Using a modern-day narrator to tell the story of an ancient land and time, the Qitsualik-Tinsley writing duo have managed to create a remarkably accurate representation of the old oral story-telling tradition, but recreated it in written form. You truly get the feeling, while reading, that you are sitting around a fire, being told this tale.
The tale itself is simple enough, and yet not familiar enough to modern readers. An Inuit hunter, Kannujaq, wanders upon a Tuniit village in what we would call Greenland. Inuit and Tuniit are familiar with one another, but not necessarily friends. The Tuniit village is attacked by Viking raiders. The Tuniit shaman claims that Kannujaq has arrived to be the new leader of the village. The current leader doesn’t agree.
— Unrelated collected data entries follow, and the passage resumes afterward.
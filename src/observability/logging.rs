//! Structured logging.
//!
//! # Responsibilities
//! - Initialize the tracing subscriber once per process
//! - Prefer `RUST_LOG` over the configured level
//!
//! # Design Decisions
//! - Uses tracing crate for structured logging
//! - Initialization is fallible so tests and embedders can install their own

use tracing_subscriber::util::TryInitError;
use tracing_subscriber::{layer::SubscriberExt, util::SubscriberInitExt, EnvFilter};

/// Install a global fmt subscriber filtered by `RUST_LOG`, or by `level`
/// when the variable is unset or invalid.
pub fn init_logging(level: &str) -> Result<(), TryInitError> {
    let filter = EnvFilter::try_from_default_env()
        .unwrap_or_else(|_| EnvFilter::new(format!("netloop={level}")));

    tracing_subscriber::registry()
        .with(filter)
        .with(tracing_subscriber::fmt::layer().with_thread_names(true))
        .try_init()
}
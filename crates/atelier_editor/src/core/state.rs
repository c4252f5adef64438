//! State that commands operate on

use atelier_core::{NodeId, PropertyPath};
use atelier_event::MutationNotifier;
use atelier_scene::SceneGraph;

/// The live scene plus the channel edits are announced on
#[derive(Debug, Default)]
pub struct EditorState {
    pub graph: SceneGraph,
    pub notifier: MutationNotifier,
}

impl EditorState {
    /// Create an empty scene announcing edits on `notifier`
    pub fn new(notifier: MutationNotifier) -> Self {
        Self {
            graph: SceneGraph::new(),
            notifier,
        }
    }

    /// Replace the scene. Observers of the old scene are not notified.
    pub fn with_graph(mut self, graph: SceneGraph) -> Self {
        self.graph = graph;
        self
    }

    /// Announce that `path` on `target` changed
    pub fn notify(&self, target: NodeId, path: impl Into<PropertyPath>) {
        self.notifier.notify(target, path);
    }
}
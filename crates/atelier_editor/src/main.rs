//! Atelier headless editor
//!
//! Runs a scripted editing session without a window: builds a small scene,
//! streams models through the cache, flies a camera past a level-of-detail
//! node and exercises undo/redo, logging what happens.
//!
//! Run with: cargo run -p atelier_editor
//!       or: cargo run --bin atelier -- path/to/atelier.toml

use std::path::PathBuf;
use std::sync::Arc;
use std::time::Duration;

use atelier_asset::{FileSource, FsSource, Material, Mesh, Model};
use atelier_editor::prelude::*;
use atelier_scene::{LodController, LodUpdate};

const FRAME: Duration = Duration::from_millis(16);

const LOD_LEVELS: [(&str, f32, f32, u32); 3] = [
    ("models/tree_high.json", 0.0, 0.0, 32),
    ("models/tree_mid.json", 15.0, 0.1, 12),
    ("models/tree_low.json", 40.0, 0.1, 4),
];

#[tokio::main(flavor = "current_thread")]
async fn main() {
    let explicit = std::env::args().nth(1).map(PathBuf::from);
    let config = match EditorConfig::load(explicit.as_deref()) {
        Ok(config) => config,
        Err(e) => {
            eprintln!("atelier: {}", e);
            std::process::exit(2);
        }
    };

    env_logger::Builder::from_env(
        env_logger::Env::default().default_filter_or(config.log_filter.as_str()),
    )
    .init();

    if let Err(e) = run(config).await {
        log::error!("Session failed: {}", e);
        std::process::exit(1);
    }
}

async fn run(config: EditorConfig) -> Result<(), Box<dyn std::error::Error>> {
    log::info!("Asset root: {}", config.asset_root.display());
    let source: Arc<dyn FileSource> = Arc::new(FsSource::new(config.asset_root.clone()));
    write_demo_assets(source.as_ref()).await?;

    let mut session = EditorSession::new(config, source);

    let forest = session.add_node("forest", NodeKind::Group, NodeId::ROOT)?;
    let tree = session.load_model(LOD_LEVELS[0].0, forest).await?;
    let _title = session.observe(tree, "position", |event| {
        log::info!("Inspector: {} changed at '{}'", event.target, event.path);
    });

    session.execute(TranslateCommand::new(tree, Vec3::new(0.0, 0.0, -5.0)))?;
    session.execute(SetPropertyCommand::new(tree, "properties.species", "oak"))?;
    session.execute(ScaleCommand::uniform(tree, 1.5))?;

    let levels = LOD_LEVELS
        .iter()
        .map(|(asset, distance, hysteresis, _)| (*asset, *distance, *hysteresis));
    session.enable_lod(tree, LodController::from_levels(levels)?)?;

    fly_by(&mut session).await;

    while session.undo()? {}
    log::info!(
        "Undid everything: {} node(s) left, tree present: {}",
        session.graph().len(),
        session.graph().contains(tree)
    );
    while session.redo()? {}
    log::info!("Redid everything: {} node(s)", session.graph().len());

    session.save_scene("scenes/demo.json").await?;
    let stats = session.cache().stats();
    log::info!(
        "Cache: {} request(s), {} hit(s), {} miss(es), {} disposal(s)",
        stats.requests,
        stats.hits,
        stats.misses,
        stats.disposals
    );

    session.shutdown();
    Ok(())
}

/// Camera moving away from the origin and back
async fn fly_by(session: &mut EditorSession) {
    let outbound = (0..=60).map(|i| i as f32);
    let inbound = (0..=60).rev().map(|i| i as f32);

    for z in outbound.chain(inbound) {
        let viewer = Viewer::at(Vec3::new(0.0, 2.0, z));
        for (node, result) in session.tick(&viewer) {
            match result {
                Ok(LodUpdate::Switched { from, to }) => {
                    log::info!("Frame z={:>4}: {} switched {:?} -> {}", z, node, from, to)
                }
                Ok(LodUpdate::Failed { level, error }) => {
                    log::warn!("Frame z={:>4}: {} level {} failed: {}", z, node, level, error)
                }
                Ok(_) => {}
                Err(e) => log::error!("LOD update for {} failed: {}", node, e),
            }
        }
        tokio::time::sleep(FRAME).await;
    }
}

/// Write the demo tree models if the asset root does not have them yet
async fn write_demo_assets(source: &dyn FileSource) -> Result<(), Box<dyn std::error::Error>> {
    for (path, _, _, segments) in LOD_LEVELS {
        if source.read_file(path).await.is_ok() {
            continue;
        }
        let json = serde_json::to_string_pretty(&demo_tree(segments))?;
        source.write_file(path, &json).await?;
        log::info!("Wrote demo model {}", path);
    }
    Ok(())
}

/// A cone with `segments` sides
fn demo_tree(segments: u32) -> Model {
    let mut positions = vec![[0.0, 4.0, 0.0]];
    let mut indices = Vec::new();
    for i in 0..segments {
        let angle = i as f32 / segments as f32 * std::f32::consts::TAU;
        positions.push([angle.cos() * 1.5, 1.0, angle.sin() * 1.5]);
        indices.extend_from_slice(&[0, i + 1, (i + 1) % segments + 1]);
    }

    Model {
        name: format!("tree ({} sides)", segments),
        meshes: vec![Mesh {
            name: "crown".into(),
            positions,
            indices,
            material: Some(0),
        }],
        materials: vec![Material {
            name: "leaves".into(),
            base_color: [0.2, 0.6, 0.25, 1.0],
            texture: None,
        }],
    }
}
//! Editor configuration.
//!
//! Sources, lowest priority first:
//! 1. Built-in defaults
//! 2. `atelier.toml` in the working directory
//! 3. The file named by `ATELIER_CONFIG`, or an explicit path
//! 4. `ATELIER_HISTORY_LIMIT` / `ATELIER_CACHE_CAPACITY`

use std::path::{Path, PathBuf};

use atelier_asset::CacheConfig;
use serde::{Deserialize, Serialize};
use thiserror::Error;

use super::history::Commander;

/// Environment variable naming a config file
pub const CONFIG_ENV: &str = "ATELIER_CONFIG";
/// Config file looked up in the working directory
pub const DEFAULT_CONFIG_FILE: &str = "atelier.toml";

const HISTORY_LIMIT_ENV: &str = "ATELIER_HISTORY_LIMIT";
const CACHE_CAPACITY_ENV: &str = "ATELIER_CACHE_CAPACITY";

/// Configuration errors
#[derive(Debug, Error)]
pub enum ConfigError {
    #[error("Failed to access config file {path}: {source}")]
    Io {
        path: PathBuf,
        #[source]
        source: std::io::Error,
    },

    #[error("Invalid config: {0}")]
    Parse(#[from] toml::de::Error),

    #[error("Failed to serialize config: {0}")]
    Serialize(#[from] toml::ser::Error),
}

/// Editor configuration
#[derive(Debug, Clone, PartialEq, Serialize, Deserialize)]
#[serde(default)]
pub struct EditorConfig {
    /// Maximum number of undoable commands
    pub history_limit: usize,
    /// Root directory models and scenes are read from
    pub asset_root: PathBuf,
    /// `env_logger` filter used by the binary
    pub log_filter: String,
    /// Streaming model cache
    pub cache: CacheConfig,
}

impl Default for EditorConfig {
    fn default() -> Self {
        Self {
            history_limit: Commander::DEFAULT_MAX_SIZE,
            asset_root: PathBuf::from("assets"),
            log_filter: "info".to_string(),
            cache: CacheConfig::default(),
        }
    }
}

impl EditorConfig {
    pub fn from_toml_str(s: &str) -> Result<Self, ConfigError> {
        Ok(toml::from_str(s)?)
    }

    pub fn to_toml_string(&self) -> Result<String, ConfigError> {
        Ok(toml::to_string_pretty(self)?)
    }

    /// Read a config file
    pub fn load_from_file(path: impl AsRef<Path>) -> Result<Self, ConfigError> {
        let path = path.as_ref();
        let content = std::fs::read_to_string(path).map_err(|source| ConfigError::Io {
            path: path.to_path_buf(),
            source,
        })?;
        Self::from_toml_str(&content)
    }

    /// Load configuration from all sources.
    ///
    /// An explicit path, or one named by `ATELIER_CONFIG`, must exist.
    /// `atelier.toml` is optional.
    pub fn load(explicit: Option<&Path>) -> Result<Self, ConfigError> {
        let named = explicit
            .map(Path::to_path_buf)
            .or_else(|| std::env::var_os(CONFIG_ENV).map(PathBuf::from));

        let mut config = match named {
            Some(path) => {
                let config = Self::load_from_file(&path)?;
                log::info!("Loaded config from {}", path.display());
                config
            }
            None if Path::new(DEFAULT_CONFIG_FILE).is_file() => {
                let config = Self::load_from_file(DEFAULT_CONFIG_FILE)?;
                log::info!("Loaded config from {}", DEFAULT_CONFIG_FILE);
                config
            }
            None => Self::default(),
        };

        config.apply_env_overrides();
        Ok(config)
    }

    /// Apply `ATELIER_HISTORY_LIMIT` and `ATELIER_CACHE_CAPACITY`
    pub fn apply_env_overrides(&mut self) {
        self.apply_overrides(|key| std::env::var(key).ok());
    }

    /// Apply overrides from `lookup`. Unparseable values are ignored.
    pub fn apply_overrides(&mut self, lookup: impl Fn(&str) -> Option<String>) {
        if let Some(value) = lookup(HISTORY_LIMIT_ENV) {
            match value.trim().parse() {
                Ok(limit) => {
                    self.history_limit = limit;
                    log::info!("History limit from env: {}", limit);
                }
                Err(_) => log::warn!("Ignoring {}={:?}", HISTORY_LIMIT_ENV, value),
            }
        }

        if let Some(value) = lookup(CACHE_CAPACITY_ENV) {
            match value.trim().parse() {
                Ok(capacity) => {
                    self.cache.capacity = capacity;
                    log::info!("Cache capacity from env: {}", capacity);
                }
                Err(_) => log::warn!("Ignoring {}={:?}", CACHE_CAPACITY_ENV, value),
            }
        }
    }

    /// Write the config as TOML
    pub fn save(&self, path: impl AsRef<Path>) -> Result<(), ConfigError> {
        let path = path.as_ref();
        let content = self.to_toml_string()?;
        std::fs::write(path, content).map_err(|source| ConfigError::Io {
            path: path.to_path_buf(),
            source,
        })
    }
}
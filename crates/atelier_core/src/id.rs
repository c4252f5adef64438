//! Stable node identifiers

use core::fmt;
use core::sync::atomic::{AtomicU64, Ordering};
use serde::{Deserialize, Serialize};

/// Handle to a node in a scene graph.
///
/// Ids are handed out monotonically and never recycled. A removed node keeps
/// its id while it sits in an undo stack, and gets it back on restore.
#[derive(Clone, Copy, PartialEq, Eq, PartialOrd, Ord, Hash, Serialize, Deserialize)]
#[serde(transparent)]
pub struct NodeId(u64);

impl NodeId {
    /// The permanent root of every scene graph
    pub const ROOT: NodeId = NodeId(0);

    /// Create an id from its raw value
    #[inline]
    pub const fn from_raw(raw: u64) -> Self {
        Self(raw)
    }

    /// Get the raw value
    #[inline]
    pub const fn raw(&self) -> u64 {
        self.0
    }

    /// Check whether this is the scene root
    #[inline]
    pub const fn is_root(&self) -> bool {
        self.0 == 0
    }
}

impl fmt::Debug for NodeId {
    fn fmt(&self, f: &mut fmt::Formatter<'_>) -> fmt::Result {
        if self.is_root() {
            write!(f, "NodeId(root)")
        } else {
            write!(f, "NodeId({})", self.0)
        }
    }
}

impl fmt::Display for NodeId {
    fn fmt(&self, f: &mut fmt::Formatter<'_>) -> fmt::Result {
        write!(f, "#{}", self.0)
    }
}

/// Thread-safe node id allocator
#[derive(Debug)]
pub struct IdAllocator {
    next: AtomicU64,
}

impl IdAllocator {
    /// Create an allocator whose first id follows the root
    pub const fn new() -> Self {
        Self {
            next: AtomicU64::new(1),
        }
    }

    /// Allocate the next unique id
    pub fn allocate(&self) -> NodeId {
        NodeId(self.next.fetch_add(1, Ordering::Relaxed))
    }

    /// Make sure future ids are strictly greater than `id`.
    ///
    /// Used after ids were read back from a saved document.
    pub fn reserve_past(&self, id: NodeId) {
        self.next.fetch_max(id.0 + 1, Ordering::Relaxed);
    }

    /// Peek at the id the next call to [`allocate`](Self::allocate) returns
    pub fn peek(&self) -> NodeId {
        NodeId(self.next.load(Ordering::Relaxed))
    }
}

impl Default for IdAllocator {
    fn default() -> Self {
        Self::new()
    }
}

impl Clone for IdAllocator {
    fn clone(&self) -> Self {
        Self {
            next: AtomicU64::new(self.next.load(Ordering::Relaxed)),
        }
    }
}

#[cfg(test)]
mod tests {
    use super::*;

    #[test]
    fn test_allocator_skips_root() {
        let ids = IdAllocator::new();
        let first = ids.allocate();
        let second = ids.allocate();
        assert!(!first.is_root());
        assert_eq!(first.raw(), 1);
        assert_eq!(second.raw(), 2);
    }

    #[test]
    fn test_reserve_past() {
        let ids = IdAllocator::new();
        ids.reserve_past(NodeId::from_raw(41));
        assert_eq!(ids.allocate().raw(), 42);

        // Never moves backwards
        ids.reserve_past(NodeId::from_raw(3));
        assert_eq!(ids.allocate().raw(), 43);
    }

    #[test]
    fn test_display_and_serde() {
        assert_eq!(NodeId::from_raw(7).to_string(), "#7");
        assert_eq!(format!("{:?}", NodeId::ROOT), "NodeId(root)");

        let json = serde_json::to_string(&NodeId::from_raw(12)).unwrap();
        assert_eq!(json, "12");
        let back: NodeId = serde_json::from_str(&json).unwrap();
        assert_eq!(back, NodeId::from_raw(12));
    }
}
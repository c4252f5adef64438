//! Structural commands: add, remove, duplicate and reparent nodes.
//!
//! Structural edits are announced as a change of the parent's `children`.

use atelier_asset::Model;
use atelier_core::NodeId;
use atelier_scene::{DetachedSubtree, NodeKind, Transform};

use super::command::{not_executed, Command, CommandError, CommandResult};
use crate::core::EditorState;

const CHILDREN: &str = "children";

fn require(state: &EditorState, id: NodeId) -> CommandResult {
    if state.graph.contains(id) {
        Ok(())
    } else {
        Err(CommandError::NodeNotFound(id))
    }
}

/// Put a subtree back, keeping it in `slot` if that fails
fn restore(state: &mut EditorState, slot: &mut Option<DetachedSubtree>, description: &str) -> CommandResult {
    let subtree = slot.as_ref().ok_or_else(|| not_executed(description))?;
    state.graph.check_restore(subtree)?;
    let parent = subtree.parent;
    if let Some(subtree) = slot.take() {
        state.graph.restore_subtree(subtree)?;
    }
    state.notify(parent, CHILDREN);
    Ok(())
}

/// Take a subtree out of the graph into `slot`
fn take(state: &mut EditorState, root: NodeId, slot: &mut Option<DetachedSubtree>) -> CommandResult {
    require(state, root)?;
    let subtree = state.graph.take_subtree(root)?;
    let parent = subtree.parent;
    *slot = Some(subtree);
    state.notify(parent, CHILDREN);
    Ok(())
}

fn release_detached(slot: &mut Option<DetachedSubtree>, description: &str) {
    if let Some(subtree) = slot.take() {
        log::debug!(
            "'{}' released {} detached node(s) under {}",
            description,
            subtree.nodes.len(),
            subtree.root
        );
    }
}

// ============================================================================
// Add
// ============================================================================

/// Create a node under a parent
pub struct AddNodeCommand {
    name: String,
    kind: NodeKind,
    parent: NodeId,
    transform: Transform,
    model: Option<Model>,
    created: Option<NodeId>,
    /// Holds the node while the command is undone
    detached: Option<DetachedSubtree>,
}

impl AddNodeCommand {
    pub fn new(name: impl Into<String>, kind: NodeKind, parent: NodeId) -> Self {
        Self {
            name: name.into(),
            kind,
            parent,
            transform: Transform::IDENTITY,
            model: None,
            created: None,
            detached: None,
        }
    }

    pub fn with_transform(mut self, transform: Transform) -> Self {
        self.transform = transform;
        self
    }

    /// Attach a working copy of a model to the new node
    pub fn with_model(mut self, model: Model) -> Self {
        self.model = Some(model);
        self
    }

    /// Id of the created node, once executed
    pub fn created(&self) -> Option<NodeId> {
        self.created
    }
}

impl Command for AddNodeCommand {
    fn description(&self) -> &str {
        "Add Node"
    }

    fn execute(&mut self, state: &mut EditorState) -> CommandResult {
        if self.created.is_some() {
            return restore(state, &mut self.detached, "Add Node");
        }
        let id = state
            .graph
            .create_node(self.name.clone(), self.kind.clone(), self.parent)?;
        let node = state.graph.node_mut(id)?;
        node.transform = self.transform;
        node.model = self.model.take();
        self.created = Some(id);
        state.notify(self.parent, CHILDREN);
        Ok(())
    }

    fn undo(&mut self, state: &mut EditorState) -> CommandResult {
        let id = self.created.ok_or_else(|| not_executed("Add Node"))?;
        take(state, id, &mut self.detached)
    }

    fn release(&mut self) {
        release_detached(&mut self.detached, "Add Node");
    }
}

// ============================================================================
// Remove
// ============================================================================

/// Remove a node and its descendants
pub struct RemoveNodeCommand {
    node: NodeId,
    detached: Option<DetachedSubtree>,
}

impl RemoveNodeCommand {
    pub fn new(node: NodeId) -> Self {
        Self {
            node,
            detached: None,
        }
    }
}

impl Command for RemoveNodeCommand {
    fn description(&self) -> &str {
        "Remove Node"
    }

    fn execute(&mut self, state: &mut EditorState) -> CommandResult {
        take(state, self.node, &mut self.detached)
    }

    fn undo(&mut self, state: &mut EditorState) -> CommandResult {
        restore(state, &mut self.detached, "Remove Node")
    }

    fn release(&mut self) {
        release_detached(&mut self.detached, "Remove Node");
    }
}

// ============================================================================
// Duplicate
// ============================================================================

/// Deep-copy a node right after itself
pub struct DuplicateNodeCommand {
    source: NodeId,
    copy: Option<NodeId>,
    detached: Option<DetachedSubtree>,
}

impl DuplicateNodeCommand {
    pub fn new(source: NodeId) -> Self {
        Self {
            source,
            copy: None,
            detached: None,
        }
    }

    /// Id of the copy, once executed
    pub fn copy(&self) -> Option<NodeId> {
        self.copy
    }
}

impl Command for DuplicateNodeCommand {
    fn description(&self) -> &str {
        "Duplicate Node"
    }

    fn execute(&mut self, state: &mut EditorState) -> CommandResult {
        if self.copy.is_some() {
            return restore(state, &mut self.detached, "Duplicate Node");
        }
        require(state, self.source)?;
        let subtree = state.graph.clone_subtree(self.source)?;
        let parent = subtree.parent;
        self.copy = Some(state.graph.restore_subtree(subtree)?);
        state.notify(parent, CHILDREN);
        Ok(())
    }

    fn undo(&mut self, state: &mut EditorState) -> CommandResult {
        let copy = self.copy.ok_or_else(|| not_executed("Duplicate Node"))?;
        take(state, copy, &mut self.detached)
    }

    fn release(&mut self) {
        release_detached(&mut self.detached, "Duplicate Node");
    }
}

// ============================================================================
// Reparent
// ============================================================================

/// Move a node under a new parent
pub struct ReparentCommand {
    node: NodeId,
    new_parent: NodeId,
    index: Option<usize>,
    previous: Option<(NodeId, usize)>,
}

impl ReparentCommand {
    /// Move `node` to the end of `new_parent`'s children
    pub fn new(node: NodeId, new_parent: NodeId) -> Self {
        Self {
            node,
            new_parent,
            index: None,
            previous: None,
        }
    }

    /// Move `node` to `index` among `new_parent`'s children
    pub fn at_index(node: NodeId, new_parent: NodeId, index: usize) -> Self {
        Self {
            index: Some(index),
            ..Self::new(node, new_parent)
        }
    }
}

impl Command for ReparentCommand {
    fn description(&self) -> &str {
        "Reparent Node"
    }

    fn execute(&mut self, state: &mut EditorState) -> CommandResult {
        require(state, self.node)?;
        require(state, self.new_parent)?;
        let previous = state
            .graph
            .position_in_parent(self.node)?
            .ok_or_else(|| CommandError::InvalidOperation(format!("{} is detached", self.node)))?;

        state.graph.attach(self.node, self.new_parent, self.index)?;
        self.previous = Some(previous);

        state.notify(previous.0, CHILDREN);
        if previous.0 != self.new_parent {
            state.notify(self.new_parent, CHILDREN);
        }
        Ok(())
    }

    fn undo(&mut self, state: &mut EditorState) -> CommandResult {
        let (parent, index) = self.previous.ok_or_else(|| not_executed("Reparent Node"))?;
        state.graph.attach(self.node, parent, Some(index))?;
        self.previous = None;

        state.notify(parent, CHILDREN);
        if parent != self.new_parent {
            state.notify(self.new_parent, CHILDREN);
        }
        Ok(())
    }
}
//! # atelier_scene - Editable Scene Graph
//!
//! The object graph edited by the editor, and the per-frame systems that
//! run over it.
//!
//! - [`SceneGraph`]: arena of [`SceneNode`]s addressed by stable
//!   [`NodeId`](atelier_core::NodeId) handles, with a permanent root
//! - Property access by [`PropertyPath`](atelier_core::PropertyPath):
//!   `name`, `visible`, `position`, `rotation.y`, `properties.mass`, ...
//! - [`SceneDocument`]: JSON persistence through a
//!   [`FileSource`](atelier_asset::FileSource)
//! - [`lod`]: distance-based level of detail with hysteresis, backed by the
//!   streaming model cache

pub mod document;
pub mod graph;
pub mod lod;

pub use document::{DocumentError, NodeRecord, SceneDocument};
pub use graph::{
    DetachedSubtree, GraphError, GraphResult, NodeKind, PropertyValue, SceneGraph, SceneNode,
    Transform,
};
pub use lod::{LodController, LodError, LodLevel, LodSystem, LodUpdate, Viewer};

/// Re-export commonly used types
pub mod prelude {
    pub use crate::document::SceneDocument;
    pub use crate::graph::{GraphError, NodeKind, PropertyValue, SceneGraph, SceneNode, Transform};
    pub use crate::lod::{LodController, LodSystem, LodUpdate, Viewer};
}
While Kannujaq also doesn’t agree, and tries to walk away, the end result (I don’t want to give too much away) is that he does stay with the village. He also manages to find a way to help them with the Viking raids. More importantly, however, Kannujaq comes to understand why the Vikings return to the poor village, time and time again.
The story, as I say, is simple and fine, but the heart of this book, what makes it more valuable, is what it tells us about three ancient cultures. From wanderers, to villagers, to pillagers, we get a sense of the ancient world from three different points of view, made all the more poignant with the author’s epilogue in which we learn that one of the cultures did not survive in to our modern age.
And underneath it all, we recognize that despite the material trappings and technological advancements, the heart of mankind, that very thing that makes us ‘human’ — hasn’t changed. We still long for, and will fight for, family. There are those who crave power, and those who simply want to be left alone. Many still fear those who are marked a little differently. And the ‘skraelings’ still use cunning to combat might.
I really love books with simple, effective line drawings. I miss the days of books such as Hardy Boys and Nancy Drew, with the occasional page devoted to a drawing from the story. The art work here is wonderful. My only complaint…I would have liked just a few more.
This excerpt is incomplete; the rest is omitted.